Lorsque plusieurs entreprises canadiennes concurrentes tentent de rencontrer des acheteurs potentiels, cela cause une certaine confusion chez les nouveaux clients puisqu'ils doivent décider non seulement s'ils achètent ou non du Canada, mais également avec quelle entreprise ils doivent faire affaire.En général, les PME sont d'accord avec la décision du gouvernement de se concentrer sur quelques foires et missions commerciales internationales clés et reconnaissent la nécessité d'une plus grande participation du secteur privé au processus de sélection.
Dans l'ensemble, on s'entend sur la nécessité de critères d'admissibilité non flexibles. Les PME prennent habituellement leurs décisions à partir de renseignements plus ou moins complets. Comme l'a expliqué M. Gordon Sharwood, président de Sharwood and Company, à titre d'investisseur en capital de risque, «je ne m'embarrasse guère de plans d'entreprise et de grandes déclarations. Il m'arrive souvent de prendre une décision sur la base d'un entretien en face à face avec un entrepreneur, où je sens si je peux avoir confiance dans son jugement».

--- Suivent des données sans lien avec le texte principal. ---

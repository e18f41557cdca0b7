//! Daemon Configuration
//!
//! Loads configuration from YAML files with a cascading priority system:
//! 1. `./meshd.yaml` (current directory - highest priority)
//! 2. `~/.meshd.yaml` (legacy home location)
//! 3. `~/.config/meshd/meshd.yaml` (user config directory)
//! 4. `/etc/meshd/meshd.yaml` (system - lowest priority)
//!
//! Values from higher priority files override those from lower priority files.
//!
//! ```yaml
//! node:
//!   identity:
//!     nsec: "nsec1..."
//!   control:
//!     listen: /unix/run/meshd/control.sock
//! peers:
//!   - npub: "npub1..."
//!     alias: gateway
//! routes:
//!   - network: 10.0.0.0/24
//!     target: "npub1..."
//! ```

mod node;
mod peer;
mod route;
mod topology;

use crate::{Identity, IdentityError};
use ipnet::IpNet;
use serde::{Deserialize, Serialize};
use std::path::{Path, PathBuf};
use thiserror::Error;

pub use node::{ControlConfig, NodeConfig};
pub use peer::PeerConfig;
pub use route::RouteConfig;
pub use topology::{Route, Topology};

/// Default config filename.
const CONFIG_FILENAME: &str = "meshd.yaml";

/// Errors that can occur during configuration loading.
#[derive(Debug, Error)]
pub enum ConfigError {
    #[error("failed to read config file {path}: {source}")]
    ReadFile {
        path: PathBuf,
        source: std::io::Error,
    },

    #[error("failed to parse config file {path}: {source}")]
    ParseYaml {
        path: PathBuf,
        source: serde_yaml::Error,
    },

    #[error("identity error: {0}")]
    Identity(#[from] IdentityError),

    #[error("invalid peer npub '{npub}': {source}")]
    InvalidPeerNpub {
        npub: String,
        source: IdentityError,
    },

    #[error("duplicate route for network {0}")]
    DuplicateRoute(IpNet),

    #[error("route {network} targets unconfigured peer {target}")]
    UnknownRouteTarget { network: IpNet, target: String },
}

/// Identity configuration (`node.identity.*`).
#[derive(Debug, Clone, Default, Serialize, Deserialize)]
pub struct IdentityConfig {
    /// Secret key in nsec (bech32) or hex format (`node.identity.nsec`).
    /// If not specified, a new keypair will be generated.
    #[serde(default, skip_serializing_if = "Option::is_none")]
    pub nsec: Option<String>,
}

/// Root configuration structure.
#[derive(Debug, Clone, Default, Serialize, Deserialize)]
pub struct Config {
    /// Node configuration (`node.*`).
    #[serde(default)]
    pub node: NodeConfig,

    /// Static peers (`peers`).
    #[serde(default, skip_serializing_if = "Vec::is_empty")]
    pub peers: Vec<PeerConfig>,

    /// Static routes (`routes`).
    #[serde(default, skip_serializing_if = "Vec::is_empty")]
    pub routes: Vec<RouteConfig>,
}

impl Config {
    /// Create a new empty configuration.
    pub fn new() -> Self {
        Self::default()
    }

    /// Load configuration from the standard search paths.
    ///
    /// Returns a tuple of (config, paths_loaded) where paths_loaded contains
    /// the paths that were successfully loaded.
    pub fn load() -> Result<(Self, Vec<PathBuf>), ConfigError> {
        let search_paths = Self::search_paths();
        Self::load_from_paths(&search_paths)
    }

    /// Load configuration from specific paths.
    ///
    /// Paths are processed in order, with later paths overriding earlier ones.
    pub fn load_from_paths(paths: &[PathBuf]) -> Result<(Self, Vec<PathBuf>), ConfigError> {
        let mut config = Config::default();
        let mut loaded_paths = Vec::new();

        for path in paths {
            if path.exists() {
                let file_config = Self::load_file(path)?;
                config.merge(file_config);
                loaded_paths.push(path.clone());
            }
        }

        Ok((config, loaded_paths))
    }

    /// Load configuration from a single file.
    pub fn load_file(path: &Path) -> Result<Self, ConfigError> {
        let contents = std::fs::read_to_string(path).map_err(|e| ConfigError::ReadFile {
            path: path.to_path_buf(),
            source: e,
        })?;

        serde_yaml::from_str(&contents).map_err(|e| ConfigError::ParseYaml {
            path: path.to_path_buf(),
            source: e,
        })
    }

    /// Get the standard search paths in priority order (lowest to highest).
    pub fn search_paths() -> Vec<PathBuf> {
        let mut paths = vec![PathBuf::from("/etc/meshd").join(CONFIG_FILENAME)];

        if let Some(config_dir) = dirs::config_dir() {
            paths.push(config_dir.join("meshd").join(CONFIG_FILENAME));
        }

        if let Some(home_dir) = dirs::home_dir() {
            paths.push(home_dir.join(".meshd.yaml"));
        }

        paths.push(PathBuf::from(".").join(CONFIG_FILENAME));

        paths
    }

    /// Merge another configuration into this one.
    ///
    /// Values from `other` override values in `self` when present. Peer and
    /// route lists are replaced wholesale when non-empty, so a route never
    /// ends up pointing at a peer list from a different file.
    pub fn merge(&mut self, other: Config) {
        if other.node.identity.nsec.is_some() {
            self.node.identity.nsec = other.node.identity.nsec;
        }
        if !other.node.control.enabled {
            self.node.control.enabled = false;
        }
        if other.node.control.has_custom_listen() {
            self.node.control.listen = other.node.control.listen;
        }
        if !other.peers.is_empty() {
            self.peers = other.peers;
        }
        if !other.routes.is_empty() {
            self.routes = other.routes;
        }
    }

    /// Create an Identity from this configuration.
    ///
    /// If an nsec is configured, uses that to create the identity.
    /// Otherwise, generates a new random identity.
    pub fn create_identity(&self) -> Result<Identity, ConfigError> {
        match &self.node.identity.nsec {
            Some(nsec) => Ok(Identity::from_secret_str(nsec)?),
            None => Ok(Identity::generate()),
        }
    }

    /// Check if an identity is configured (vs. will be generated).
    pub fn has_identity(&self) -> bool {
        self.node.identity.nsec.is_some()
    }

    /// Decode and validate peers and routes.
    pub fn topology(&self) -> Result<Topology, ConfigError> {
        Topology::from_config(self)
    }
}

Si les PME peuvent prendre des décisions à partir d'un minimum de renseignements, elles trouvent par contre que les demandes d'aide financière exigent généralement plus de renseignements et de documents qu'il ne leur en faut elles-mêmes pour prendre des décisions. Lorsqu'elles envisagent de demander de l'aide, les PME évaluent donc ce qu'il leur en coûtera en argent et en temps pour obtenir l'aide en question par rapport aux avantages possibles qu'elles en tireront. M. Robert Shore résume ainsi le point de vue de bon nombre de PME : «Le nouveau PDME ne couvre que la moitié du prix des billets d'avion; le jeu n'en vaut pas la chandelle compte tenu du temps et des efforts que cette aide nous coûte. Il est peu probable que nous fassions une demande auprès du PDME à moins que nous ne participions à une exposition commerciale.» Il insiste aussi sur l'importance d'adapter le programme aux besoins des PME :
Il est très important de se rappeler que les occasions commerciales changent rapidement. Une politique gouvernementale ou une fluctuation du taux de change peut créer une demande immédiate [pour un produit ou un service]. Nos entreprises doivent réagir rapidement à la demande. Si les programmes gouvernementaux comme le PDME sont trop rigides et exigent trop de planification, les bonnes occasions sont perdues.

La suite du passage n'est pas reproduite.